== Problem details ==
Go line by line through the entries and show those that hold the string "target".

== Data for this exercise ==
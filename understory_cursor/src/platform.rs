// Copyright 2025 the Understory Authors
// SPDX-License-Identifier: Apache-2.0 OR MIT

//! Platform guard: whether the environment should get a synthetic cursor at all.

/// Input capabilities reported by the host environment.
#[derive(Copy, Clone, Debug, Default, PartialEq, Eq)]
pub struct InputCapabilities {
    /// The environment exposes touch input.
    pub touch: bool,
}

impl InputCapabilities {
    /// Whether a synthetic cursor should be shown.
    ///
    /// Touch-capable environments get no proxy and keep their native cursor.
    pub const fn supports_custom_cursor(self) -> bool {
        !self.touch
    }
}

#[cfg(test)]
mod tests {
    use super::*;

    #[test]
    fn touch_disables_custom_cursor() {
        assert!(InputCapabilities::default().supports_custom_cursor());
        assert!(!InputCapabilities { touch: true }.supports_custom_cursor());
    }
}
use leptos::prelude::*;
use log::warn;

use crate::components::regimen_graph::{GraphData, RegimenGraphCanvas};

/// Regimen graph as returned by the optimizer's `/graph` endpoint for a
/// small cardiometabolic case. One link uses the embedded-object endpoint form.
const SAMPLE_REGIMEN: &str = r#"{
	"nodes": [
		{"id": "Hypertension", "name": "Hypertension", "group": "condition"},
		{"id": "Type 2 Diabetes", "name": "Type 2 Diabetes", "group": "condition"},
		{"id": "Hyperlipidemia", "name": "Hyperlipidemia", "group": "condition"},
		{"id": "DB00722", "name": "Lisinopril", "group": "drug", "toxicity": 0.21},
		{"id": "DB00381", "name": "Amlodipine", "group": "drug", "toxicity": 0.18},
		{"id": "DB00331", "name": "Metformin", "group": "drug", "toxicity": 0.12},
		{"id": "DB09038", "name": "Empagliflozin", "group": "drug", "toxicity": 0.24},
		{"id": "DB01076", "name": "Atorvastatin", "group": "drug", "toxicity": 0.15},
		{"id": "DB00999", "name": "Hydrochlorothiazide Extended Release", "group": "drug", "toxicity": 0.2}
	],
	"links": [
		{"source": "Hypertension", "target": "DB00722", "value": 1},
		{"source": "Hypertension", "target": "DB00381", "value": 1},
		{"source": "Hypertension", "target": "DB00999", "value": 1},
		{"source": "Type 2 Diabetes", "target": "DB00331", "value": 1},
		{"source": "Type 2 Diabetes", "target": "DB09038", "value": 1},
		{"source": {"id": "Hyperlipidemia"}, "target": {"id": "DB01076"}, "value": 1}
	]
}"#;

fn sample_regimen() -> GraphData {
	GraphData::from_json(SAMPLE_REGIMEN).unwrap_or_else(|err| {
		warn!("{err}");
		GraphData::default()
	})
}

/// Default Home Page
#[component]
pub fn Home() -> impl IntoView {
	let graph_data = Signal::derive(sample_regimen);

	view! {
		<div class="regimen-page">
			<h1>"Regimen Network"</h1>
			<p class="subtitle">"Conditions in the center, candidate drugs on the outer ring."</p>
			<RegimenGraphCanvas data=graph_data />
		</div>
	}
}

== Output ==
		{"source": "Hypertension", "target": "DB00722", "value": 1},
		{"source": "Hypertension", "target": "DB00381", "value": 1},
		{"source": "Hypertension", "target": "DB00999", "value": 1},
		{"source": "Type 2 Diabetes", "target": "DB00331", "value": 1},
		{"source": "Type 2 Diabetes", "target": "DB09038", "value": 1},
		{"source": {"id": "Hyperlipidemia"}, "target": {"id": "DB01076"}, "value": 1}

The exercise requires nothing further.